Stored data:

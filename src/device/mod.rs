//! Device command surface: a typed handle over a per-device worker task that
//! serializes all device communication. The physical transport and wire-level
//! command serialization live behind the [`DeviceTransport`] trait.

use std::time::{Duration, Instant};

use async_trait::async_trait;
use serde::{Deserialize, Serialize};
use tokio::sync::{mpsc, oneshot};
use tokio::time::timeout;
use tracing::{debug, error, info, instrument};

use crate::coins::CoinInfo;
use crate::error::{ConnectError, Result};
use crate::firmware::{FirmwareVersion, Generation};

const DEVICE_OPERATION_TIMEOUT: Duration = Duration::from_secs(30);
const QUEUE_CHANNEL_SIZE: usize = 100;

#[derive(Debug, Clone, Copy, PartialEq, Eq, Serialize, Deserialize)]
#[serde(rename_all = "snake_case")]
pub enum FirmwareStatus {
    /// No firmware installed at all.
    None,
    /// Installed but below the mandatory floor; an update is required.
    Required,
    Valid,
}

/// Snapshot of the connected device's identity and settings, as reported by
/// the device itself at session start.
#[derive(Debug, Clone, Serialize, Deserialize)]
pub struct DeviceFeatures {
    pub device_id: String,
    pub label: Option<String>,
    /// Hardware/firmware generation, derived from the major version.
    pub major_version: u32,
    pub version: Option<FirmwareVersion>,
    pub firmware_status: FirmwareStatus,
    pub bootloader_mode: bool,
    pub initialized: bool,
    /// Keys were never backed up during setup.
    pub no_backup: bool,
    pub pin_protection: bool,
    pub passphrase_protection: bool,
}

impl DeviceFeatures {
    pub fn generation(&self) -> Generation {
        if self.major_version >= 2 {
            Generation::Gen2
        } else {
            Generation::Gen1
        }
    }
}

/// Extended public node for a derivation path.
#[derive(Debug, Clone, Serialize, Deserialize)]
pub struct HdNode {
    pub xpub: String,
    pub chain_code: String,
    pub public_key: String,
}

#[derive(Debug, Clone, Serialize, Deserialize)]
pub struct AddressResponse {
    pub address: String,
}

/// Wire-level transport to one physical device. Implementations serialize
/// commands onto USB/HID or a simulator; the worker guarantees calls are
/// strictly sequential per device.
#[async_trait]
pub trait DeviceTransport: Send {
    async fn get_features(&mut self) -> Result<DeviceFeatures>;
    async fn get_hd_node(&mut self, path: &[u32], coin: &CoinInfo) -> Result<HdNode>;
    async fn get_address(
        &mut self,
        path: &[u32],
        coin: &CoinInfo,
        show_on_device: bool,
    ) -> Result<AddressResponse>;
}

/// Commands processed by the device worker.
#[derive(Debug)]
pub enum DeviceCmd {
    GetFeatures {
        respond_to: oneshot::Sender<Result<DeviceFeatures>>,
        enqueued_at: Instant,
    },
    GetHdNode {
        path: Vec<u32>,
        coin: &'static CoinInfo,
        respond_to: oneshot::Sender<Result<HdNode>>,
        enqueued_at: Instant,
    },
    GetAddress {
        path: Vec<u32>,
        coin: &'static CoinInfo,
        show_on_device: bool,
        respond_to: oneshot::Sender<Result<AddressResponse>>,
        enqueued_at: Instant,
    },
    Shutdown {
        respond_to: oneshot::Sender<Result<()>>,
    },
}

impl DeviceCmd {
    fn enqueued_at(&self) -> Instant {
        match self {
            DeviceCmd::GetFeatures { enqueued_at, .. } => *enqueued_at,
            DeviceCmd::GetHdNode { enqueued_at, .. } => *enqueued_at,
            DeviceCmd::GetAddress { enqueued_at, .. } => *enqueued_at,
            DeviceCmd::Shutdown { .. } => Instant::now(),
        }
    }

    fn operation_name(&self) -> &'static str {
        match self {
            DeviceCmd::GetFeatures { .. } => "get_features",
            DeviceCmd::GetHdNode { .. } => "get_hd_node",
            DeviceCmd::GetAddress { .. } => "get_address",
            DeviceCmd::Shutdown { .. } => "shutdown",
        }
    }
}

/// Rolling timing metrics for one device queue.
#[derive(Debug, Default, Clone)]
pub struct DeviceQueueMetrics {
    pub queue_wait_ms: Vec<u64>,
    pub device_rtt_ms: Vec<u64>,
    pub queue_depth: usize,
}

impl DeviceQueueMetrics {
    fn record_operation(&mut self, queue_wait: Duration, device_rtt: Duration) {
        self.queue_wait_ms.push(queue_wait.as_millis() as u64);
        self.device_rtt_ms.push(device_rtt.as_millis() as u64);

        // Keep only the last 100 measurements.
        if self.queue_wait_ms.len() > 100 {
            self.queue_wait_ms.remove(0);
            self.device_rtt_ms.remove(0);
        }
    }
}

/// Worker task that processes device commands strictly sequentially.
pub struct DeviceWorker {
    device_id: String,
    transport: Box<dyn DeviceTransport>,
    metrics: DeviceQueueMetrics,
    cmd_rx: mpsc::Receiver<DeviceCmd>,
}

impl DeviceWorker {
    fn new(
        device_id: String,
        transport: Box<dyn DeviceTransport>,
        cmd_rx: mpsc::Receiver<DeviceCmd>,
    ) -> Self {
        Self {
            device_id,
            transport,
            metrics: DeviceQueueMetrics::default(),
            cmd_rx,
        }
    }

    pub async fn run(mut self) {
        info!("DeviceWorker starting for device {}", self.device_id);

        while let Some(cmd) = self.cmd_rx.recv().await {
            let started = Instant::now();
            let queue_wait = started.duration_since(cmd.enqueued_at());
            self.metrics.queue_depth = self.cmd_rx.len();

            debug!(
                "processing {} command (queue wait: {:?})",
                cmd.operation_name(),
                queue_wait
            );

            let shutdown = self.process_command(cmd).await;
            self.metrics.record_operation(queue_wait, started.elapsed());

            if shutdown {
                break;
            }
        }

        info!("DeviceWorker shutting down for device {}", self.device_id);
    }

    /// Process a single command. Returns true on shutdown.
    async fn process_command(&mut self, cmd: DeviceCmd) -> bool {
        match cmd {
            DeviceCmd::GetFeatures { respond_to, .. } => {
                let result = self.transport.get_features().await;
                if let Err(ref e) = result {
                    error!("get_features failed: {}", e);
                }
                let _ = respond_to.send(result);
            }
            DeviceCmd::GetHdNode { path, coin, respond_to, .. } => {
                let result = self.transport.get_hd_node(&path, coin).await;
                if let Err(ref e) = result {
                    error!("get_hd_node failed: {}", e);
                }
                let _ = respond_to.send(result);
            }
            DeviceCmd::GetAddress { path, coin, show_on_device, respond_to, .. } => {
                let result = self.transport.get_address(&path, coin, show_on_device).await;
                if let Err(ref e) = result {
                    error!("get_address failed: {}", e);
                }
                let _ = respond_to.send(result);
            }
            DeviceCmd::Shutdown { respond_to } => {
                let _ = respond_to.send(Ok(()));
                return true;
            }
        }
        false
    }
}

/// Handle for communicating with a device worker. Cloneable; all clones feed
/// the same sequential queue.
#[derive(Clone, Debug)]
pub struct DeviceQueueHandle {
    device_id: String,
    cmd_tx: mpsc::Sender<DeviceCmd>,
}

impl DeviceQueueHandle {
    pub fn new(device_id: String, cmd_tx: mpsc::Sender<DeviceCmd>) -> Self {
        Self { device_id, cmd_tx }
    }

    async fn dispatch<T>(
        &self,
        cmd: DeviceCmd,
        rx: oneshot::Receiver<Result<T>>,
    ) -> Result<T> {
        self.cmd_tx
            .send(cmd)
            .await
            .map_err(|_| ConnectError::Device("device worker unavailable".into()))?;

        timeout(DEVICE_OPERATION_TIMEOUT, rx)
            .await
            .map_err(|_| ConnectError::Device("device operation timed out".into()))?
            .map_err(|_| ConnectError::Device("device worker channel closed".into()))?
    }

    #[instrument(level = "debug", skip(self))]
    pub async fn get_features(&self) -> Result<DeviceFeatures> {
        let (tx, rx) = oneshot::channel();
        let cmd = DeviceCmd::GetFeatures {
            respond_to: tx,
            enqueued_at: Instant::now(),
        };
        self.dispatch(cmd, rx).await
    }

    #[instrument(level = "debug", skip(self, coin), fields(coin = coin.shortcut))]
    pub async fn get_hd_node(&self, path: Vec<u32>, coin: &'static CoinInfo) -> Result<HdNode> {
        let (tx, rx) = oneshot::channel();
        let cmd = DeviceCmd::GetHdNode {
            path,
            coin,
            respond_to: tx,
            enqueued_at: Instant::now(),
        };
        self.dispatch(cmd, rx).await
    }

    #[instrument(level = "debug", skip(self, coin), fields(coin = coin.shortcut))]
    pub async fn get_address(
        &self,
        path: Vec<u32>,
        coin: &'static CoinInfo,
        show_on_device: bool,
    ) -> Result<AddressResponse> {
        let (tx, rx) = oneshot::channel();
        let cmd = DeviceCmd::GetAddress {
            path,
            coin,
            show_on_device,
            respond_to: tx,
            enqueued_at: Instant::now(),
        };
        self.dispatch(cmd, rx).await
    }

    pub async fn shutdown(&self) -> Result<()> {
        let (tx, rx) = oneshot::channel();
        self.cmd_tx
            .send(DeviceCmd::Shutdown { respond_to: tx })
            .await
            .map_err(|_| ConnectError::Device("device worker unavailable".into()))?;

        timeout(Duration::from_secs(5), rx)
            .await
            .map_err(|_| ConnectError::Device("shutdown timed out".into()))?
            .map_err(|_| ConnectError::Device("device worker channel closed".into()))?
    }

    pub fn device_id(&self) -> &str {
        &self.device_id
    }
}

/// Factory for spawning device workers and handles.
pub struct DeviceQueueFactory;

impl DeviceQueueFactory {
    pub fn spawn_worker(device_id: String, transport: Box<dyn DeviceTransport>) -> DeviceQueueHandle {
        let (cmd_tx, cmd_rx) = mpsc::channel(QUEUE_CHANNEL_SIZE);
        let worker = DeviceWorker::new(device_id.clone(), transport, cmd_rx);
        tokio::spawn(worker.run());
        DeviceQueueHandle::new(device_id, cmd_tx)
    }
}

YOUR TASK: Where in the entries above does the word "GetHdNode" appear? Copy each line that has it.

RESPONSE TO THIS EXERCISE:
    GetHdNode {
            DeviceCmd::GetHdNode { enqueued_at, .. } => *enqueued_at,
            DeviceCmd::GetHdNode { .. } => "get_hd_node",
            DeviceCmd::GetHdNode { path, coin, respond_to, .. } => {
        let cmd = DeviceCmd::GetHdNode {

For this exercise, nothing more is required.